Return copies of the lines below that mention "BioGraph".

BEGIN Material provided

/// Input spikes are materialised at compressed hardware time.
#[test]
fn spike_times_are_compressed_and_offset() {
    let times = vec![0.1, 0.2, 0.3];
    let graph = BioGraph::new(
        vec![
            lif_population(1, 4),
            Population {
                id: PopulationId(0),
                size: 1,
                parameters: CellParameters::SpikeSourceArray(vec![
                    wafermap_bio::SpikeSourceParameters { spike_times: times.clone() },
                ]),
                label: None,
            },
        ],
        vec![all_to_all(0, 0, 1, 1, 4)],
    )
    .unwrap();
    let config = MapperConfig::default();
    let manifest = ResourceManifest::full_wafer(Wafer(0));

    let mapping = Mapper::new(&config, &graph, &manifest).run().unwrap();

    let item = mapping.results.placement.find_population(PopulationId(0)).next().unwrap();
    let merger = item.address.unwrap().merger;
    let descriptor = mapping.wafer.chip(merger.chip).unwrap();
    let spikes = &descriptor.input_spikes[&merger.merger.gbit_link()];
    assert_eq!(spikes.len(), 3);
    for (spike, bio_time) in spikes.iter().zip(&times) {
        let expected = bio_time / config.speedup + config.experiment_time_offset;
        assert!((spike.time - expected).abs() < 1e-12);
        assert_eq!(spike.address, item.address.unwrap().address);
    }

    // The biological train also lands in the results container.
    assert_eq!(mapping.results.spike_times.get(item.bio), times.as_slice());
}

/// Cancellation between stages discards the run.
#[test]
fn cancellation_aborts_the_run() {
    let graph = BioGraph::new(vec![lif_population(0, 4)], vec![]).unwrap();
    let config = MapperConfig::default();
    let manifest = ResourceManifest::full_wafer(Wafer(0));

    let cancel = std::sync::Arc::new(std::sync::atomic::AtomicBool::new(true));
    let result = Mapper::new(&config, &graph, &manifest).with_cancel(cancel).run();
    assert!(matches!(result, Err(wafermap_core::MapperError::Cancelled)));
}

END Material provided

▶ _Solution to this problem_
    let graph = BioGraph::new(
    let graph = BioGraph::new(vec![lif_population(0, 4)], vec![]).unwrap();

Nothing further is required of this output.